"A 1x1 metre tile costs £45.00. A garden owner has £900 (for tiles) and wants to build a new swimming pool with the base of the pool tiled, as well as the sides. The pool is one metre deep and is twice as long as it is wide. What is the maximum width/length that the pool can be?"
So essentially, we are looking for a rectangle where we tile the area inside the rectangle, as well as the perimeter. How would this question be set up given the constraints mentioned? Hope this is clear!

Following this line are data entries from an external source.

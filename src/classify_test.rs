use super::*;
use crate::params::{CropRegion, ParameterChange};

fn snapshot_after(changes: &[ParameterChange]) -> PreviewSnapshot {
    let mut p = TransformParameters::default();
    for change in changes {
        p.apply(change.clone());
    }
    PreviewSnapshot::from(&p)
}

#[test]
fn first_evaluation_is_relevant() {
    let next = snapshot_after(&[]);
    assert!(classify(None, &next).relevant);
}

#[test]
fn identical_snapshot_is_not_relevant() {
    let a = snapshot_after(&[]);
    let b = snapshot_after(&[]);
    assert!(!classify(Some(&a), &b).relevant);
}

#[test]
fn crop_and_rotation_are_ignored() {
    let base = snapshot_after(&[]);
    let edited = snapshot_after(&[
        ParameterChange::Crop(Some(CropRegion::new(5.0, 5.0, 40.0, 40.0))),
        ParameterChange::RotateRight,
        ParameterChange::Rotation(270),
    ]);
    assert!(!classify(Some(&base), &edited).relevant);
}

#[test]
fn relevant_fields_trigger() {
    let base = snapshot_after(&[]);
    let cases = [
        ParameterChange::Width(Some(1000.0)),
        ParameterChange::Height(None),
        ParameterChange::Mode(FillMode::Blur),
        ParameterChange::Format(OutputFormat::Png),
        ParameterChange::Quality(80),
        ParameterChange::BackgroundColor("#000000".into()),
        ParameterChange::MaxSizeKb(Some(100)),
        ParameterChange::ResolutionMode(ResolutionMode::Fixed),
        ParameterChange::Dpi(72),
        ParameterChange::Unit(Unit::Mm),
    ];
    for change in cases {
        let next = snapshot_after(std::slice::from_ref(&change));
        assert!(classify(Some(&base), &next).relevant, "{change:?} should be relevant");
    }
}

#[test]
fn switching_to_pdf_keeps_the_jpeg_preview() {
    let base = snapshot_after(&[]);
    let pdf = snapshot_after(&[ParameterChange::Format(OutputFormat::Pdf)]);
    assert_eq!(pdf.format, OutputFormat::Jpeg);
    assert!(!classify(Some(&base), &pdf).relevant);
}

#[test]
fn classifier_records_only_relevant_snapshots() {
    let mut classifier = ChangeClassifier::new();
    assert!(classifier.observe(snapshot_after(&[])).relevant);
    assert!(!classifier.observe(snapshot_after(&[ParameterChange::RotateLeft])).relevant);

    let wider = snapshot_after(&[ParameterChange::Width(Some(800.0))]);
    assert!(classifier.observe(wider.clone()).relevant);
    assert_eq!(classifier.last_applied(), Some(&wider));
    assert!(!classifier.observe(wider).relevant);

    // Going back to an earlier snapshot is still a change.
    assert!(classifier.observe(snapshot_after(&[])).relevant);
}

Firstly, let's say the pool is $x$ metres wide. It is given that it is twice as long, hence its length is $2x$.
This suffices to find the total area that must be covered as a function of $x$.

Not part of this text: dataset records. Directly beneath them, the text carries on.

//! Change classifier — does a parameter delta need a new preview render?
//!
//! DESIGN
//! ======
//! The preview-relevant view of the parameters is a `PreviewSnapshot`: every
//! field that changes the rendered preview, with the format already mapped
//! through the preview substitution. Crop and rotation are not part of it, so
//! dragging a crop handle or clicking rotate never re-renders the preview.
//! Snapshots are compared in their serialized form.

use serde::Serialize;

use crate::params::{FillMode, OutputFormat, ResolutionMode, TransformParameters};
use crate::units::Unit;

/// The preview-relevant subset of [`TransformParameters`].
#[derive(Debug, Clone, PartialEq, Serialize)]
pub struct PreviewSnapshot {
    pub width: Option<f64>,
    pub height: Option<f64>,
    pub unit: Unit,
    pub mode: FillMode,
    pub format: OutputFormat,
    pub quality: u8,
    pub background_color: String,
    pub max_size_kb: Option<u32>,
    pub resolution_mode: ResolutionMode,
    pub dpi: u32,
}

impl From<&TransformParameters> for PreviewSnapshot {
    fn from(p: &TransformParameters) -> Self {
        Self {
            width: p.width,
            height: p.height,
            unit: p.unit,
            mode: p.mode,
            format: p.format.for_preview(),
            quality: p.quality,
            background_color: p.background_color.clone(),
            max_size_kb: p.max_size_kb,
            resolution_mode: p.resolution_mode,
            dpi: p.dpi,
        }
    }
}

impl PreviewSnapshot {
    fn serialized(&self) -> String {
        // Plain data with string keys; serialization cannot fail.
        serde_json::to_string(self).unwrap_or_default()
    }
}

#[derive(Debug, Clone, Copy, PartialEq, Eq)]
pub struct Classification {
    pub relevant: bool,
}

/// Compare two snapshots. No previous snapshot is always relevant.
#[must_use]
pub fn classify(previous: Option<&PreviewSnapshot>, next: &PreviewSnapshot) -> Classification {
    let relevant = previous.is_none_or(|prev| prev.serialized() != next.serialized());
    Classification { relevant }
}

/// Remembers the last snapshot that was applied to the preview.
#[derive(Debug, Default)]
pub struct ChangeClassifier {
    last_applied: Option<PreviewSnapshot>,
}

impl ChangeClassifier {
    #[must_use]
    pub fn new() -> Self {
        Self::default()
    }

    /// Classify `next` against the last applied snapshot, recording it when relevant.
    pub fn observe(&mut self, next: PreviewSnapshot) -> Classification {
        let classification = classify(self.last_applied.as_ref(), &next);
        if classification.relevant {
            self.last_applied = Some(next);
        }
        classification
    }

    #[must_use]
    pub fn last_applied(&self) -> Option<&PreviewSnapshot> {
        self.last_applied.as_ref()
    }
}

#[cfg(test)]
#[path = "classify_test.rs"]
mod tests;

The sides of the pool are $4$ rectangles of width $1$. Two of them have length $x$, and the other $2$ have length $2x$. So,
$$\text{Sides Area}=1\cdot x+1\cdot x+1\cdot 2x+1\cdot 2x=6x \space [m^2]$$
The floor has length $2x$ and width $x$, meaning its area is:
$$\text{Floor Area}=2x\cdot x=2x^2 \space [m^2]$$
In total, the area which the tiles should cover is:
$$\text{Area}=\text{Sides Area}+\text{Floor Area}=2x^2+6x \space [m^2]$$
We know that the cost for a $1\times 1$ metre tile is $45$£, implying the cost as a function of $x$ would be:
$$\text{Cost}(x)=45(2x^2+6x)=90x^2+270x$$
The gardener only has $900$£, so we need this cost to be below that:
$$90x^2+270x\leq 900 \implies x^2+3x\leq 10 \implies x^2+3x-10 \leq 0 \implies (x+5)(x-2) \leq 0$$ $$\implies (x+5\leq 0 \space \text{and} \space x-2 \geq 0) \space \text{or} \space (x+5\geq 0 \space \text{and} \space x-2 \leq 0)$$ $$\implies x \geq -5 \space \text{and} \space x\leq 2 \implies -5\leq x\leq 2$$
$x$ represents length, so more strictly $0<x\leq 2$.
Thus, the maximum width is $2$, and the maximum length is $2\cdot 2=4$.